名探偵コナン 絶海の探偵
2013年公開。防衛省・海上自衛隊協力のもと、イージス艦を舞台にした初のスパイミステリーをテーマにした作品。今回の声優以外のゲストキャラは謎の女性自衛官として登場する柴咲コウのみ。主題歌は前年に続きビーイング外部で、斉藤和義が担当している。
イージス艦の体験航海に参加することになった蘭、園子、小五郎、灰原以外の少年探偵団御一行。しかし直前に近くで某国のものと思われる不審船が発見されており、自衛官たちは「X」と呼ばれる某国スパイの存在を密かに探っていた。演習のはずが妙に緊迫したムードになり、他の乗客は面白いアトラクションだと思っていた未確認物体の接近が明らかにマジだったと気づいたコナン。女性自衛官が嘘をついている事を見抜き、とりあえず捜査を開始しようとする。そんな中、自衛官の腕が発見され、小五郎が捜査に介入。いつもの面々やその他関係者も一堂に集結して乗客には伏せたままで捜査が開始される。
スパイモノだが、正体を明かしていない極秘捜査をしている自衛官もいるため、全員がまとまるまでに一苦労。また殺人事件の方はこういった結末になるのは映画史上初めてじゃないだろうか。ここは斬新だった。
今回のイージス艦は携帯持ち込み禁止なんだけど、コナンは腕時計に仕込んだ新メカの衛星電話を使って阿笠博士、灰原、平次らに情報を流して必要な情報を調べてもらうといった手法を取っていた。その衛星の電波が発信されているのを探知されてしまい、自衛官の間ではXが暗躍しているのでは?という疑念が広がってしまう。コナンが入手して博士たちに送信した情報のなかには国家機密レベルのものもあった。やがて他にも衛星電話で連絡を取っていた自衛官がいたのでコナンは衛星電話は全部その人のせいにしてしまう始末。

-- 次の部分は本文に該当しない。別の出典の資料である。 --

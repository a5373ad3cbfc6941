use serde::{Deserialize, Serialize};

/// The title whose detail view is open, if any.
#[derive(Debug, Clone, Default, Serialize, Deserialize, PartialEq, Eq)]
pub struct Selection {
    active: Option<String>,
}

impl Selection {
    pub fn new() -> Self {
        Self::default()
    }

    /// Select `id`, or clear the selection if `id` is already the active one
    pub fn toggle(&mut self, id: &str) {
        if self.is_selected(id) {
            self.active = None;
        } else {
            self.active = Some(id.to_string());
        }
    }

    pub fn close(&mut self) {
        self.active = None;
    }

    pub fn active(&self) -> Option<&str> {
        self.active.as_deref()
    }

    pub fn is_selected(&self, id: &str) -> bool {
        self.active.as_deref() == Some(id)
    }

    pub fn is_open(&self) -> bool {
        self.active.is_some()
    }
}
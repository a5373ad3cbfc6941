use serde::de::DeserializeOwned;
use serde::Serialize;
use tracing::{debug, warn};
use crate::storage::{Storage, StorageError};

/// An ordered list that lives under one storage key.
///
/// The whole list is written back on every mutation, before the mutating
/// call returns. A mutation whose write fails is not applied, so the
/// in-memory list and the stored copy never diverge.
pub struct PersistedCollection<T, S> {
    key: String,
    items: Vec<T>,
    storage: S,
}

impl<T, S> PersistedCollection<T, S>
where
    T: Serialize + DeserializeOwned + Clone,
    S: Storage,
{
    /// Read `key`, falling back to `default` when it is absent or unreadable,
    /// and write the result back so storage reflects the initial value.
    pub fn load(storage: S, key: impl Into<String>, default: Vec<T>) -> Result<Self, StorageError> {
        let key = key.into();
        let items = match storage.get_item(&key) {
            Ok(Some(raw)) => match serde_json::from_str::<Vec<T>>(&raw) {
                Ok(items) => {
                    debug!("Loaded {} items from '{}'", items.len(), key);
                    items
                }
                Err(e) => {
                    warn!("Stored value for '{}' is unreadable ({}), using default", key, e);
                    default
                }
            },
            Ok(None) => default,
            Err(e) => {
                warn!("Failed to read '{}' from storage ({}), using default", key, e);
                default
            }
        };

        let mut collection = Self { key, items: Vec::new(), storage };
        collection.write(items)?;
        Ok(collection)
    }

    pub fn key(&self) -> &str {
        &self.key
    }

    pub fn items(&self) -> &[T] {
        &self.items
    }

    pub fn len(&self) -> usize {
        self.items.len()
    }

    pub fn is_empty(&self) -> bool {
        self.items.is_empty()
    }

    /// Apply `f` to a copy of the list, persist the copy, then adopt it
    pub fn update<R>(&mut self, f: impl FnOnce(&mut Vec<T>) -> R) -> Result<R, StorageError> {
        let mut next = self.items.clone();
        let out = f(&mut next);
        self.write(next)?;
        Ok(out)
    }

    pub fn push(&mut self, item: T) -> Result<(), StorageError> {
        self.update(|items| items.push(item))
    }

    /// Keep only items matching `keep`; returns how many were removed
    pub fn retain(&mut self, mut keep: impl FnMut(&T) -> bool) -> Result<usize, StorageError> {
        self.update(|items| {
            let before = items.len();
            items.retain(|item| keep(item));
            before - items.len()
        })
    }

    pub fn replace_all(&mut self, items: Vec<T>) -> Result<(), StorageError> {
        self.write(items)
    }

    pub fn clear(&mut self) -> Result<(), StorageError> {
        self.write(Vec::new())
    }

    fn write(&mut self, items: Vec<T>) -> Result<(), StorageError> {
        let json = serde_json::to_string(&items).map_err(|source| StorageError::Encode {
            key: self.key.clone(),
            source,
        })?;
        self.storage.set_item(&self.key, json)?;
        self.items = items;
        Ok(())
    }
}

そしてついに正体が発覚した某国スパイ様は蘭と格闘を演じるものの、結局自国への密かに連絡を取ったり、情報をどこかに送信したりといったスパイらしい行動を取っている様子が全く描かれず、いつもの悪党犯人像と変わらなかった。これにより終わってみたら国家機密を平然と博士や灰原、平次に横流ししまくり解析しまくっていたコナン一派の方がよっぽどスパイみたいな行動を連発していたという…。国家の危機って人知れずそっちだったんじゃ…!?という高度なスパイミステリーだった。
さらに最後はお約束のようなその回の舞台を生かしたような主要人物の大危機展開。これまで通り、事件とは無関係になる。これまでもコナンや蘭が命の危機に立たされるなどクライマックスお約束なのは分かるけど散々煽った某国スパイだの国家の危機だのといった危機感が捕まえたスパイからは何一つ感じられなかったのでもう少しその辺のスパイのバックボーンを掘り下げるようなエピソードを投入してほしかったところ。ただ近年の『沈黙の15分』を筆頭に、犯人の動機と行動が噛み合ってないほとんどギャグのような珍妙な設定になってしまうというのもそろそろネタポイントとしては面白味に欠けたし、本職以外の声優参加大量連発も厳しかったし、今回はその辺を変えてきてスパイとそれに関与した人たちの明確な目的を描かずとにかく某国スパイの一言で押しきってしまったり、本職以外を柴咲コウ1人に絞ったのは逆に良かったのかもしれない。